Follow-up experiments by Miller and others showed that shaking the flask to simulate wave action resulted in some of the amino acids becoming trapped together in small bubbles resembling the simplest bacteria. They also showed that the amino acids will stick to some naturally occurring minerals. Although scientists have not yet triggered life in a flask, the experiments show that the materials of simple life forms developed in the early oceans of Earth. Analysis of DNA from modern life forms, from bacteria to humans, shows that the earliest simple ancestors lived in hot water.

While most modern life would suffocate in that early volcano-generated atmosphere, some life forms thrive in those conditions. Simple bacteria like those found at deep sea vents show that bacteria survive in harsh conditions. Fossils of cyanobacteria, a type of photosynthetic blue-green algae, developed and spread in the ancient ocean. The waste product of their respiration, oxygen, eventually poisoned their atmosphere. Their pollution changed the atmosphere enough to allow the development of oxygen-dependent life forms.

The importance of volcanoes to life didn't end with the development of an oxygen-rich atmosphere. Igneous rocks form over 80 percent of the Earth's surface, both above and below the ocean's surface. Igneous rocks (rocks from fire) include volcanic (erupted) and plutonic (molten material that cooled before erupting) rocks. Volcanic eruptions continue to add land, whether by extending existing land, as in Hawaii, or by bringing new islands to the surface, as at Surtsey, an island that emerged in 1963 along the mid-ocean ridge near Iceland.

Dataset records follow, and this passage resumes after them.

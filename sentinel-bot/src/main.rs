mod events;
mod settings;

use std::fs::OpenOptions;
use std::path::Path;
use std::sync::Mutex;

use poise::serenity_prelude as serenity;
use tracing::{debug, error, info, warn};
use tracing_subscriber::Layer;
use tracing_subscriber::filter::filter_fn;
use tracing_subscriber::layer::SubscriberExt;
use tracing_subscriber::util::SubscriberInitExt;

use rustls::crypto::ring::default_provider;

use sentinel_core::{Data, Error};
use sentinel_store::ConfigStore;
use sentinel_utils::embed::denied_embed;
use sentinel_utils::{ADDITIONAL_PREFIXES, COMMAND_PREFIX};

use crate::settings::Settings;

#[tokio::main]
async fn main() -> anyhow::Result<()> {
    // Load the .env file before anything reads the environment
    dotenvy::dotenv().ok();

    let log_file = settings::log_file_from_env();
    let file_layer_error = init_tracing(log_file.as_deref());
    match (&log_file, file_layer_error) {
        (Some(path), None) => info!(path = %path.display(), "Logging to file."),
        (Some(path), Some(err)) => {
            warn!(?err, path = %path.display(), "Failed to open log file; logging to stdout only.")
        }
        (None, _) => info!("File logging disabled."),
    }

    default_provider()
        .install_default()
        .map_err(|_| anyhow::anyhow!("failed to install rustls ring provider"))?;

    let settings = match Settings::from_env() {
        Ok(settings) => settings,
        Err(err) => {
            error!("{err:#}");
            return Err(err);
        }
    };

    let store = ConfigStore::new(settings.config_dir.clone());
    info!(config_dir = %store.root().display(), "Guild configuration store ready.");

    let guild_id = settings.guild_id;
    let intents = serenity::GatewayIntents::GUILDS
        | serenity::GatewayIntents::GUILD_MESSAGES
        | serenity::GatewayIntents::MESSAGE_CONTENT
        | serenity::GatewayIntents::GUILD_MEMBERS;

    let framework = poise::Framework::builder()
        .options(poise::FrameworkOptions {
            commands: sentinel_commands::commands(),
            event_handler: |ctx, event, framework, data| {
                Box::pin(handle_event(ctx, event, framework, data))
            },
            on_error: |error| Box::pin(on_error(error)),
            prefix_options: poise::PrefixFrameworkOptions {
                prefix: Some(COMMAND_PREFIX.to_string()),
                additional_prefixes: ADDITIONAL_PREFIXES
                    .iter()
                    .copied()
                    .map(poise::Prefix::Literal)
                    .collect(),
                mention_as_prefix: false,
                case_insensitive_commands: true,
                ..Default::default()
            },
            ..Default::default()
        })
        .setup(move |ctx, _ready, framework| {
            let store = store.clone();
            Box::pin(async move {
                let commands = &framework.options().commands;
                match guild_id {
                    Some(guild_id) => {
                        poise::builtins::register_in_guild(
                            ctx,
                            commands,
                            serenity::GuildId::new(guild_id),
                        )
                        .await?;
                        info!(guild_id, count = commands.len(), "Slash commands registered in guild.");
                    }
                    None => {
                        poise::builtins::register_globally(ctx, commands).await?;
                        info!(count = commands.len(), "Slash commands registered globally.");
                    }
                }

                Ok(Data::new(store))
            })
        })
        .build();

    info!("Sentinel is connecting...");

    let mut client = serenity::ClientBuilder::new(settings.token, intents)
        .framework(framework)
        .await?;

    client.start().await?;
    Ok(())
}

/// Console layer plus an optional plain-text file layer. Returns the open
/// error when the file could not be used, since logging is not up yet.
fn init_tracing(log_file: Option<&Path>) -> Option<std::io::Error> {
    let fmt_layer = tracing_subscriber::fmt::layer().with_filter(filter_fn(keep_event));

    let (file_layer, file_error) = match log_file.map(|path| {
        OpenOptions::new().create(true).append(true).open(path)
    }) {
        Some(Ok(file)) => (
            Some(
                tracing_subscriber::fmt::layer()
                    .with_ansi(false)
                    .with_writer(Mutex::new(file))
                    .with_filter(filter_fn(keep_event)),
            ),
            None,
        ),
        Some(Err(err)) => (None, Some(err)),
        None => (None, None),
    };

    tracing_subscriber::registry()
        .with(fmt_layer)
        .with(file_layer)
        .init();

    file_error
}

fn keep_event(metadata: &tracing::Metadata<'_>) -> bool {
    let target = metadata.target();

    let within_info_level = *metadata.level() <= tracing::Level::INFO;
    if !within_info_level {
        return false;
    }

    !(target.starts_with("serenity::gateway::bridge::shard_manager")
        || target.starts_with("serenity::gateway::bridge::shard_runner"))
}

async fn on_error(error: poise::FrameworkError<'_, Data, Error>) {
    match error {
        poise::FrameworkError::Command { error, ctx, .. } => {
            error!(
                ?error,
                command = %ctx.command().qualified_name,
                guild_id = ctx.guild_id().map(|id| id.get()),
                "command error"
            );

            let embed = denied_embed(
                "Command Error",
                "Something went wrong while running this command.",
            );

            let _ = ctx
                .send(poise::CreateReply::default().ephemeral(true).embed(embed))
                .await;
        }
        poise::FrameworkError::ArgumentParse { ctx, input, .. } => {
            let usage = format!("Usage: `{}{}`", COMMAND_PREFIX, ctx.command().qualified_name);
            let description = if let Some(input) = input {
                format!("Invalid argument: `{}`\n{}", input, usage)
            } else {
                format!("Missing required argument.\n{}", usage)
            };

            let _ = ctx.say(description).await;
        }
        poise::FrameworkError::UnknownCommand { .. } => {
            debug!("unknown command invocation");
        }
        other => {
            error!(?other, "framework error");
        }
    }
}

async fn handle_event(
    ctx: &serenity::Context,
    event: &serenity::FullEvent,
    _framework: poise::FrameworkContext<'_, Data, Error>,
    _data: &Data,
) -> Result<(), Error> {
    match event {
        serenity::FullEvent::Ready { data_about_bot } => {
            events::lifecycle::handle_ready(ctx, data_about_bot);
        }
        serenity::FullEvent::GuildCreate { guild, is_new } => {
            events::lifecycle::handle_guild_create(guild, *is_new);
        }
        serenity::FullEvent::GuildDelete { incomplete, full } => {
            events::lifecycle::handle_guild_delete(incomplete, full.as_ref());
        }
        _ => {}
    }

    Ok(())
}
use tokio::sync::OnceCell;
use tracing::{error, info, warn};

use poise::serenity_prelude as serenity;

use crate::CommandMeta;
use crate::moderation::embeds::{
    ban_announcement_embed, ban_notice_embed, feature_disabled_embed, guild_only_message,
    is_forbidden_error, usage_message,
};
use crate::moderation::gate::{
    BAN_DELETE_MESSAGE_DAYS, BanBackend, BanDenial, BanError, BanRequest, DEFAULT_BAN_REASON,
    Notification, run_ban,
};
use sentinel_core::{Context, Error};
use sentinel_store::Feature;
use sentinel_utils::permissions::{MemberAuthority, member_authority_in};
use sentinel_utils::time::now_unix_secs;

pub const META: CommandMeta = CommandMeta {
    name: "ban",
    desc: "Ban a member from the server.",
    category: "moderation",
    usage: "!ban <user> [reason]",
};

#[poise::command(
    prefix_command,
    slash_command,
    category = "Moderation",
    aliases("banir")
)]
pub async fn ban(
    ctx: Context<'_>,
    #[description = "The member to ban"] user: Option<serenity::User>,
    #[description = "Reason for the ban"]
    #[rest]
    reason: Option<String>,
) -> Result<(), Error> {
    let Some(guild_id) = ctx.guild_id() else {
        ctx.say(guild_only_message()).await?;
        return Ok(());
    };

    let Some(user) = user else {
        ctx.say(usage_message(META.usage)).await?;
        return Ok(());
    };

    let flags = ctx.data().store.load(guild_id.get()).await;
    let logs_enabled = flags.is_enabled(Feature::Logs);

    let reason = reason
        .as_deref()
        .map(str::trim)
        .filter(|reason| !reason.is_empty())
        .unwrap_or(DEFAULT_BAN_REASON)
        .to_owned();
    let request = BanRequest {
        actor_id: ctx.author().id.get(),
        actor_tag: ctx.author().tag(),
        target_id: user.id.get(),
        service_id: ctx.framework().bot_id.get(),
        reason,
    };
    let banned_at = now_unix_secs();
    let backend = DiscordBanBackend::new(ctx.http(), guild_id, &user, banned_at);

    match run_ban(&flags, &request, &backend).await {
        Ok(report) => {
            if report.notification == Notification::Undeliverable && logs_enabled {
                warn!(
                    guild_id = guild_id.get(),
                    target_id = request.target_id,
                    "could not send ban notice by DM"
                );
            }

            ctx.send(poise::CreateReply::default().embed(ban_announcement_embed(
                &user,
                ctx.author(),
                &request.reason,
                banned_at,
                report.notification,
            )))
            .await?;

            if logs_enabled {
                info!(
                    guild_id = guild_id.get(),
                    target_id = request.target_id,
                    target = %user.tag(),
                    moderator_id = request.actor_id,
                    reason = %request.reason,
                    "member banned"
                );
            }
        }
        Err(BanError::Denied(BanDenial::FeatureDisabled)) => {
            ctx.send(poise::CreateReply::default().embed(feature_disabled_embed()))
                .await?;
        }
        Err(BanError::Denied(denial)) => {
            ctx.say(denial.message()).await?;
        }
        Err(BanError::Lookup(source)) => {
            warn!(?source, guild_id = guild_id.get(), "ban member lookup failed");
            ctx.say("I couldn't find that member in this server.").await?;
        }
        Err(BanError::Removal(source)) => {
            error!(?source, guild_id = guild_id.get(), "ban request failed");
            let forbidden = source
                .downcast_ref::<serenity::Error>()
                .is_some_and(is_forbidden_error);
            if forbidden {
                ctx.say("I don't have permission to ban this member.").await?;
            } else {
                ctx.say(format!("Failed to ban the member: {source}")).await?;
            }
        }
    }

    Ok(())
}

/// Ban pipeline backed by the Discord HTTP API.
///
/// The guild is fetched on first use so a disabled feature never costs a
/// request.
struct DiscordBanBackend<'a> {
    http: &'a serenity::Http,
    guild_id: serenity::GuildId,
    guild: OnceCell<serenity::PartialGuild>,
    target: &'a serenity::User,
    banned_at: u64,
}

impl<'a> DiscordBanBackend<'a> {
    fn new(
        http: &'a serenity::Http,
        guild_id: serenity::GuildId,
        target: &'a serenity::User,
        banned_at: u64,
    ) -> Self {
        Self {
            http,
            guild_id,
            guild: OnceCell::new(),
            target,
            banned_at,
        }
    }

    async fn guild(&self) -> Result<&serenity::PartialGuild, serenity::Error> {
        self.guild
            .get_or_try_init(|| self.guild_id.to_partial_guild(self.http))
            .await
    }

    async fn send_notice(&self, request: &BanRequest) -> Result<(), serenity::Error> {
        let guild_name = match self.guild().await {
            Ok(guild) => guild.name.clone(),
            Err(_) => format!("Server {}", self.guild_id.get()),
        };

        let dm_channel = self.target.create_dm_channel(self.http).await?;
        dm_channel
            .send_message(
                self.http,
                serenity::CreateMessage::new().embed(ban_notice_embed(
                    &guild_name,
                    &request.reason,
                    &request.actor_tag,
                    self.banned_at,
                )),
            )
            .await?;

        Ok(())
    }
}

impl BanBackend for DiscordBanBackend<'_> {
    async fn authority(&self, user_id: u64) -> anyhow::Result<MemberAuthority> {
        let guild = self.guild().await?;
        member_authority_in(self.http, guild, serenity::UserId::new(user_id)).await
    }

    async fn notify_target(&self, request: &BanRequest) -> Notification {
        match self.send_notice(request).await {
            Ok(()) => Notification::Delivered,
            Err(source) if is_forbidden_error(&source) => Notification::Undeliverable,
            Err(source) => {
                warn!(?source, target_id = request.target_id, "ban notice failed");
                Notification::Unknown
            }
        }
    }

    async fn remove_target(&self, request: &BanRequest, audit_reason: &str) -> anyhow::Result<()> {
        self.guild_id
            .ban_with_reason(
                self.http,
                serenity::UserId::new(request.target_id),
                BAN_DELETE_MESSAGE_DAYS,
                audit_reason,
            )
            .await?;
        Ok(())
    }
}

Even the shape of the Earth's land masses relates back to volcanoes. Volcanoes occur along the Earth's spreading centers, where the erupting lava slowly pushes the upper Earth layers into different configurations. The destruction of the lithosphere (crust and upper mantle) at subduction zones also causes volcanoes when the melted, less dense magma rises back to the Earth's surface. These volcanoes cause the hazards associated with composite volcanoes like Mt. St. Helens and Vesuvius. The effects of the explosive eruptions from composite volcanoes range from the inconveniences of delayed and cancelled airplane flights due to thick ash to changes in weather patterns when volcanic dust reaches the stratosphere and blocks part of the sun's energy.

Despite the negative impacts of volcanic activity, there are positives of volcanoes, too. Volcanic dust, ash and rocks decompose into soils with an exceptional ability to hold nutrients and water, making them very fertile. These rich volcanic soils, called andisols, form about 1 percent of the Earth's available surface.

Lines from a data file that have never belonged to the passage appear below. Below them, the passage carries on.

/// Format seconds into a compact human-readable duration (e.g. 59s, 1m, 1h, 1d, 1h 30m).
pub fn format_compact_duration(total_seconds: u64) -> String {
    let days = total_seconds / 86_400;
    let hours = (total_seconds % 86_400) / 3_600;
    let minutes = (total_seconds % 3_600) / 60;
    let seconds = total_seconds % 60;

    if days > 0 {
        return if hours > 0 {
            format!("{}d {}h", days, hours)
        } else {
            format!("{}d", days)
        };
    }

    if hours > 0 {
        let mut parts = vec![format!("{}h", hours)];
        if minutes > 0 {
            parts.push(format!("{}m", minutes));
        }
        if seconds > 0 {
            parts.push(format!("{}s", seconds));
        }
        return parts.join(" ");
    }

    if minutes > 0 {
        return if seconds > 0 {
            format!("{}m {}s", minutes, seconds)
        } else {
            format!("{}m", minutes)
        };
    }

    format!("{}s", seconds)
}

/// Break user mentions in free text so echoing it back never pings anyone.
pub fn neutralize_mentions(text: &str) -> String {
    text.replace('@', "@\u{200B}")
}

/// Cut `text` to at most `max_chars` characters, never splitting a char.
pub fn truncate_chars(text: &str, max_chars: usize) -> &str {
    match text.char_indices().nth(max_chars) {
        Some((byte_idx, _)) => &text[..byte_idx],
        None => text,
    }
}
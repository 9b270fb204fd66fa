use std::fmt;

use serde::ser::{Serialize, SerializeMap, Serializer};
use serde_json::{Map, Value};

use crate::model::Feature;

/// Feature toggles for one guild.
///
/// Every canonical [`Feature`] always has a value. Keys found on disk that
/// are not canonical are carried along untouched so older or newer builds can
/// share the same file.
#[derive(Clone, Debug, PartialEq)]
pub struct FeatureFlags {
    guild_id: u64,
    enabled: [bool; Feature::ALL.len()],
    extra: Map<String, Value>,
}

/// `active/total` count over the canonical features.
#[derive(Clone, Copy, Debug, PartialEq, Eq)]
pub struct StatusSummary {
    pub active: usize,
    pub total: usize,
}

impl fmt::Display for StatusSummary {
    fn fmt(&self, f: &mut fmt::Formatter<'_>) -> fmt::Result {
        write!(f, "{}/{}", self.active, self.total)
    }
}

impl FeatureFlags {
    pub fn defaults(guild_id: u64) -> Self {
        Self {
            guild_id,
            enabled: Feature::ALL.map(Feature::default_enabled),
            extra: Map::new(),
        }
    }

    /// Merge a stored object over the defaults.
    ///
    /// Returns the merged flags and the canonical features that had to be
    /// filled in, either because the key was missing or because it did not
    /// hold a boolean.
    pub fn from_stored(guild_id: u64, stored: Map<String, Value>) -> (Self, Vec<Feature>) {
        let mut flags = Self::defaults(guild_id);
        let mut seen = [false; Feature::ALL.len()];

        for (key, value) in stored {
            match Feature::from_key(&key) {
                Some(feature) => {
                    if let Value::Bool(enabled) = value {
                        flags.enabled[feature as usize] = enabled;
                        seen[feature as usize] = true;
                    }
                }
                None => {
                    flags.extra.insert(key, value);
                }
            }
        }

        let backfilled = Feature::ALL
            .into_iter()
            .filter(|feature| !seen[*feature as usize])
            .collect();

        (flags, backfilled)
    }

    pub fn guild_id(&self) -> u64 {
        self.guild_id
    }

    pub fn is_enabled(&self, feature: Feature) -> bool {
        self.enabled[feature as usize]
    }

    pub fn set(&mut self, feature: Feature, enabled: bool) {
        self.enabled[feature as usize] = enabled;
    }

    /// Flip one feature and return its new value.
    pub fn toggle(&mut self, feature: Feature) -> bool {
        let slot = &mut self.enabled[feature as usize];
        *slot = !*slot;
        *slot
    }

    pub fn status_summary(&self) -> StatusSummary {
        StatusSummary {
            active: self.enabled.iter().filter(|enabled| **enabled).count(),
            total: self.enabled.len(),
        }
    }

    /// Canonical features paired with their current value, in display order.
    pub fn iter(&self) -> impl Iterator<Item = (Feature, bool)> + '_ {
        Feature::ALL
            .into_iter()
            .map(|feature| (feature, self.is_enabled(feature)))
    }

    /// Non-canonical keys preserved from storage.
    pub fn extra(&self) -> &Map<String, Value> {
        &self.extra
    }

    pub fn to_pretty_json(&self) -> serde_json::Result<String> {
        serde_json::to_string_pretty(self)
    }
}

impl Serialize for FeatureFlags {
    fn serialize<S>(&self, serializer: S) -> Result<S::Ok, S::Error>
    where
        S: Serializer,
    {
        let mut map = serializer.serialize_map(Some(self.enabled.len() + self.extra.len()))?;
        for (feature, enabled) in self.iter() {
            map.serialize_entry(feature.key(), &enabled)?;
        }
        for (key, value) in &self.extra {
            map.serialize_entry(key, value)?;
        }
        map.end()
    }
}

#[cfg(test)]
mod tests {
    use serde_json::{Map, Value, json};

    use super::{FeatureFlags, StatusSummary};
    use crate::model::Feature;

    fn object(value: Value) -> Map<String, Value> {
        match value {
            Value::Object(map) => map,
            other => panic!("expected object, got {other}"),
        }
    }

    #[test]
    fn defaults_summary_counts_enabled_features() {
        let flags = FeatureFlags::defaults(1);
        assert_eq!(flags.status_summary(), StatusSummary { active: 4, total: 7 });
        assert_eq!(flags.status_summary().to_string(), "4/7");
    }

    #[test]
    fn partial_object_is_backfilled_and_keeps_stored_values() {
        let (flags, backfilled) =
            FeatureFlags::from_stored(9, object(json!({ "ban_function": false })));

        assert!(!flags.is_enabled(Feature::BanFunction));
        assert!(flags.is_enabled(Feature::Logs));
        assert_eq!(backfilled.len(), 6);
        assert!(!backfilled.contains(&Feature::BanFunction));
    }

    #[test]
    fn non_boolean_canonical_values_fall_back_to_defaults() {
        let (flags, backfilled) =
            FeatureFlags::from_stored(9, object(json!({ "anti_spam": "yes", "logs": false })));

        assert!(!flags.is_enabled(Feature::AntiSpam));
        assert!(!flags.is_enabled(Feature::Logs));
        assert!(backfilled.contains(&Feature::AntiSpam));
        assert!(!backfilled.contains(&Feature::Logs));
    }

    #[test]
    fn unknown_keys_survive_serialization() {
        let (flags, _) = FeatureFlags::from_stored(
            3,
            object(json!({ "legacy_mode": true, "note": "keep me" })),
        );
        assert_eq!(flags.extra().len(), 2);

        let written: Value = serde_json::from_str(&flags.to_pretty_json().unwrap()).unwrap();
        assert_eq!(written["legacy_mode"], json!(true));
        assert_eq!(written["note"], json!("keep me"));
        assert_eq!(written.as_object().unwrap().len(), 9);
        assert_eq!(flags.status_summary().total, 7);
    }

    #[test]
    fn toggle_is_self_inverse() {
        let mut flags = FeatureFlags::defaults(1);
        for feature in Feature::ALL {
            let before = flags.is_enabled(feature);
            assert_eq!(flags.toggle(feature), !before);
            assert_eq!(flags.toggle(feature), before);
        }
        assert_eq!(flags, FeatureFlags::defaults(1));
    }

    #[test]
    fn serialized_keys_start_with_canonical_order() {
        let json = FeatureFlags::defaults(1).to_pretty_json().unwrap();
        let first = json.find("ban_function").unwrap();
        let last = json.find("auto_role").unwrap();
        assert!(first < last);
        assert!(json.contains("\n  \"logs\": true"));
    }
}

Volcanoes continue to heat their local environments. Hot springs support local wildlife habitats, and many communities use geothermal energy for heat and power.

Mineral assemblages often develop due to fluids from igneous intrusions. From gemstones to gold and other metals, volcanoes are related to much of the mineral wealth of the Earth. The search for these minerals and other ores fueled many of the human explorations of Earth.